Canoes in Daru. -Picture by MALUM NALU
Daru is a place that has to be seen to be believed.
Wherever there is a large tidal range, it is usual to find at low tide mud flats, rock pools and a general air of desolation.
True, at Daru, there are mud flats and rock pools.
But desolation is not the word for the waterfront of the capital of Western province.

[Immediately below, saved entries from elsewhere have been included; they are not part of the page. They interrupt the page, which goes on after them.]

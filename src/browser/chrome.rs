//! Chromium session over CDP, using the chromiumoxide API.

use std::path::PathBuf;
use std::sync::{Arc, Mutex};
use std::time::Duration;

use async_trait::async_trait;
use chromiumoxide::browser::{Browser, BrowserConfig};
use chromiumoxide::cdp::browser_protocol::dom::{
    GetDocumentParams, QuerySelectorParams, SetFileInputFilesParams,
};
use chromiumoxide::cdp::browser_protocol::page::{
    EventJavascriptDialogOpening, EventLoadEventFired, HandleJavaScriptDialogParams,
    NavigateParams,
};
use chromiumoxide::cdp::browser_protocol::target::{CloseTargetParams, TargetId};
use chromiumoxide::page::Page;
use futures::StreamExt;

use crate::browser::control::{count_script, document_script, ChromeControl};
use crate::error::{DriverError, Result};
use crate::locator::Locator;
use crate::session::{Control, Session};

/// Connection mode for the Chrome session
pub enum ConnectionMode {
    /// Launch a Chrome of our own
    Launched {
        chrome_path: Option<String>,
        no_sandbox: bool,
        headless: bool,
    },
    /// Attach to an existing Chrome on its remote-debugging port
    DebugPort(u16),
}

pub struct ChromeDriver {
    /// None once the session has been released.
    browser: tokio::sync::Mutex<Option<Browser>>,
    temp_dir: Option<PathBuf>,
    /// Active rendering context: None = top document, Some(i) = iframe i.
    active_frame: Mutex<Option<usize>>,
    /// Window the session addresses; None falls back to a page scan.
    selected_target: Mutex<Option<TargetId>>,
    /// Message of the currently open JS dialog, fed by the event watcher.
    dialog: Arc<Mutex<Option<String>>>,
    /// Target whose dialog events are currently being watched.
    watched_target: Mutex<Option<TargetId>>,
}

Every day, outboard motor-powered dinghies and sailing canoes come in from outlying villages.
The passengers are coming to town for a variety of reasons: those from nearby villages may be coming to work – an idyllic way to travel, provided there is a favorable breeze and no rain squalls; others may be bringing their produce to market.
Not that they are likely to do a booming trade – but it gives them a good chance to chinwag with their friends while waiting for a sale.
And then there is the entrepreurial class: fishermen with barramundi catches, prawns, lobsters, sea cucumber, or live dugongs and turtles for cutting up and sale at the water’s edge; farmers with pigs, again for sale on the beach.
Several canoes are anchored semi-permanently on the mudflats, floating homes at high tide.
There are no elaborate cabins on them, just a sail thrown tent fashion over the boom.
More permanent boat homes have sago palm roofs.
No one worries about privacy on the mud flats of Daru.
The town still has that frontier feeling from the colonial days still about, as I found out last week.
It is a place of fishermen, traders, crocodile shooters, conmen, smugglers, and so on.
Australia, specifically the Torres Strait islands, is closer to Daru than Port Moresby and the drug trade proliferates.
Things are pretty slow here and the people seem to be too busy chewing buai, smoking, chatting and drinking away than to cut the tall grass all over town.
That dismal image, however, may change soon with the development of the Daru Port.
Air Niugini is also looking at restoring Dash 8 services to Daru to compete with Airlines PNG.
Indeed, Daru is on the verge of greater things.

1 comment:

  1. Malum,
    I am sorry to learn of the tragic death of your wife, my sympathy to you and your children for your heartbreaking loss.

    I hope you are right about Daru. It has long been renowned as a backwater, and in my experience the reputation is not difficult to understand. Development of the port is a good start, but there remains much more to do after that.